→ **EXERCISE REQUIREMENTS**
Take the material below and restate it word for word, stopping after the line in which "use thiserror::Error;" occurs.

═══ DATA TO USE

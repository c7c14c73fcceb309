use std::fmt;
use std::fs::{self, create_dir_all};
use std::io::{self, Write};
use std::path::{Path, PathBuf};
use std::sync::{PoisonError, RwLock, RwLockReadGuard, RwLockWriteGuard};

use log::{debug, info, warn};
use serde::{Deserialize, Serialize};
use tempfile::NamedTempFile;
use thiserror::Error;

use super::models::{Credential, Session};

#[derive(Debug, Error)]
pub enum StoreError {
    #[error("I/O error: {0}")]
    Io(#[from] io::Error),

    #[error("JSON error: {0}")]
    Json(#[from] serde_json::Error),

    #[error("credential is missing its access or refresh token")]
    Incomplete,
}

/// On-disk layout: the three keys are always written and removed together.
#[derive(Clone, Serialize, Deserialize)]
#[serde(rename_all = "camelCase")]
struct PersistedSession {
    access_token: String,
    refresh_token: String,
    user: Session,
}

impl PersistedSession {
    fn is_complete(&self) -> bool {
        !self.access_token.is_empty() && !self.refresh_token.is_empty()
    }

    fn credential(&self) -> Credential {
        Credential::new(self.access_token.clone(), self.refresh_token.clone())
    }
}

/// Holds the token pair and user profile, optionally backed by a JSON file so
/// a session survives restarts.
///
/// Every mutation happens under the write lock and the file is replaced via
/// rename, so readers see either the old pair or the new pair, never a mix.
pub struct CredentialStore {
    path: Option<PathBuf>,
    state: RwLock<Option<PersistedSession>>,
}

impl fmt::Debug for CredentialStore {
    fn fmt(&self, f: &mut fmt::Formatter<'_>) -> fmt::Result {
        f.debug_struct("CredentialStore")
            .field("path", &self.path)
            .field("authenticated", &!self.is_empty())
            .finish()
    }
}

impl CredentialStore {
    /// Opens a file-backed store, restoring any previously saved session.
    pub fn open(path: impl Into<PathBuf>) -> Result<Self, StoreError> {
        let path = path.into();
        let state = Self::load(&path)?;
        Ok(Self {
            path: Some(path),
            state: RwLock::new(state),
        })
    }

    pub fn in_memory() -> Self {
        Self {
            path: None,
            state: RwLock::new(None),
        }
    }

    pub fn path(&self) -> Option<&Path> {
        self.path.as_deref()
    }

    fn load(path: &Path) -> Result<Option<PersistedSession>, StoreError> {
        let content = match fs::read_to_string(path) {
            Ok(content) => content,
            Err(err) if err.kind() == io::ErrorKind::NotFound => return Ok(None),
            Err(err) => return Err(err.into()),
        };

        match serde_json::from_str::<PersistedSession>(&content) {
            Ok(session) if session.is_complete() => {
                info!("Restored session for {}", session.user.email);
                Ok(Some(session))
            }
            Ok(_) => {
                warn!("Discarding partial credentials at {:?}", path);
                remove_if_exists(path)?;
                Ok(None)
            }
            Err(err) => {
                warn!("Discarding unreadable credentials at {:?}: {}", path, err);
                remove_if_exists(path)?;
                Ok(None)
            }
        }
    }

    fn read(&self) -> RwLockReadGuard<'_, Option<PersistedSession>> {
        self.state.read().unwrap_or_else(PoisonError::into_inner)
    }

    fn write(&self) -> RwLockWriteGuard<'_, Option<PersistedSession>> {
        self.state.write().unwrap_or_else(PoisonError::into_inner)
    }

    pub fn get(&self) -> Option<Credential> {
        self.read().as_ref().map(PersistedSession::credential)
    }

    pub fn session(&self) -> Option<Session> {
        self.read().as_ref().map(|stored| stored.user.clone())
    }

    pub fn access_token(&self) -> Option<String> {
        self.read().as_ref().map(|stored| stored.access_token.clone())
    }

    pub fn refresh_token(&self) -> Option<String> {
        self.read().as_ref().map(|stored| stored.refresh_token.clone())
    }

    pub fn is_empty(&self) -> bool {
        self.read().is_none()
    }

    /// Replaces the credential and session wholesale, as done on login.
    pub fn set(&self, credential: Credential, session: Session) -> Result<(), StoreError> {
        let next = PersistedSession {
            access_token: credential.access_token,
            refresh_token: credential.refresh_token,
            user: session,
        };
        if !next.is_complete() {
            return Err(StoreError::Incomplete);
        }

        let mut state = self.write();
        self.persist(&next)?;
        *state = Some(next);
        Ok(())
    }

    /// Installs a refreshed access token, keeping the current refresh token
    /// unless a non-empty replacement is given.
    ///
    /// Returns `false` without writing anything if the store was cleared in
    /// the meantime.
    pub fn rotate(
        &self,
        access_token: String,
        refresh_token: Option<String>,
    ) -> Result<bool, StoreError> {
        let mut state = self.write();
        let Some(current) = state.as_ref() else {
            return Ok(false);
        };

        let refresh_token = refresh_token
            .filter(|token| !token.is_empty())
            .unwrap_or_else(|| current.refresh_token.clone());
        let next = PersistedSession {
            access_token,
            refresh_token,
            user: current.user.clone(),
        };
        if !next.is_complete() {
            return Err(StoreError::Incomplete);
        }

        self.persist(&next)?;
        *state = Some(next);
        Ok(true)
    }

    /// Removes both tokens and the session. Clearing an empty store is a no-op.
    pub fn clear(&self) -> Result<(), StoreError> {
        let mut state = self.write();
        // Memory goes first so a failed unlink never leaves a usable session behind.
        *state = None;
        if let Some(path) = &self.path {
            remove_if_exists(path)?;
        }
        Ok(())
    }

    fn persist(&self, session: &PersistedSession) -> Result<(), StoreError> {
        let Some(path) = &self.path else {
            return Ok(());
        };

        let parent = match path.parent() {
            Some(parent) if !parent.as_os_str().is_empty() => parent,
            _ => Path::new("."),
        };
        create_dir_all(parent)?;

        // Unique temp name per writer, created 0600, then renamed over the target.
        let mut tmp_file = NamedTempFile::new_in(parent)?;
        serde_json::to_writer_pretty(tmp_file.as_file_mut(), session)?;
        tmp_file.as_file_mut().flush()?;
        tmp_file.as_file().sync_all()?;
        tmp_file.persist(path).map_err(|err| err.error)?;
        debug!("Persisted credentials to {:?}", path);
        Ok(())
    }
}

fn remove_if_exists(path: &Path) -> io::Result<()> {
    match fs::remove_file(path) {
        Err(err) if err.kind() != io::ErrorKind::NotFound => Err(err),
        _ => Ok(()),
    }
}
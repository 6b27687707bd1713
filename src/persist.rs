//! Serializing the task store to the key-value surface.

use tracing::{debug, warn};

use crate::error::Result;
use crate::storage::KeyValueStore;
use crate::task::{Task, TaskId, TaskRecord};

/// Key holding the JSON array of task records
pub const TASKS_KEY: &str = "todoTasks";

/// Key holding the next id as a decimal string
pub const COUNTER_KEY: &str = "todoTaskIdCounter";

/// What `load` found in storage
#[derive(Debug, Clone, PartialEq, Eq)]
pub struct Snapshot {
    pub tasks: Vec<Task>,
    /// Persisted counter, if present and parseable. Advisory only.
    pub counter: Option<TaskId>,
}

pub struct PersistenceAdapter {
    store: Box<dyn KeyValueStore>,
}

impl PersistenceAdapter {
    pub fn new(store: impl KeyValueStore + 'static) -> Self {
        Self {
            store: Box::new(store),
        }
    }

    /// Write every task and the counter
    pub fn save(&mut self, tasks: &[Task], counter: TaskId) -> Result<()> {
        let records: Vec<TaskRecord> = tasks.iter().map(TaskRecord::from).collect();
        let json = serde_json::to_string(&records)?;
        self.store.set(TASKS_KEY, &json)?;
        self.store.set(COUNTER_KEY, &counter.to_string())?;
        debug!(tasks = tasks.len(), counter, "saved tasks");
        Ok(())
    }

    /// Read the last snapshot; `None` if nothing was ever saved.
    pub fn load(&self) -> Result<Option<Snapshot>> {
        let Some(raw) = self.store.get(TASKS_KEY)? else {
            return Ok(None);
        };
        let records: Vec<TaskRecord> = serde_json::from_str(&raw)?;
        let tasks = records
            .into_iter()
            .map(Task::try_from)
            .collect::<Result<Vec<_>>>()?;

        let counter = match self.store.get(COUNTER_KEY)? {
            Some(raw) => match raw.trim().parse::<TaskId>() {
                Ok(counter) => Some(counter),
                Err(err) => {
                    warn!(value = %raw, error = %err, "ignoring unreadable task id counter");
                    None
                }
            },
            None => None,
        };

        debug!(tasks = tasks.len(), ?counter, "loaded tasks");
        Ok(Some(Snapshot { tasks, counter }))
    }
}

══════

→ **ANSWER FOR THE TASK**
repository c7c14c73fcceb309
use std::fmt;
use std::fs::{self, create_dir_all};
use std::io::{self, Write};
use std::path::{Path, PathBuf};
use std::sync::{PoisonError, RwLock, RwLockReadGuard, RwLockWriteGuard};

use log::{debug, info, warn};
use serde::{Deserialize, Serialize};
use tempfile::NamedTempFile;
use thiserror::Error;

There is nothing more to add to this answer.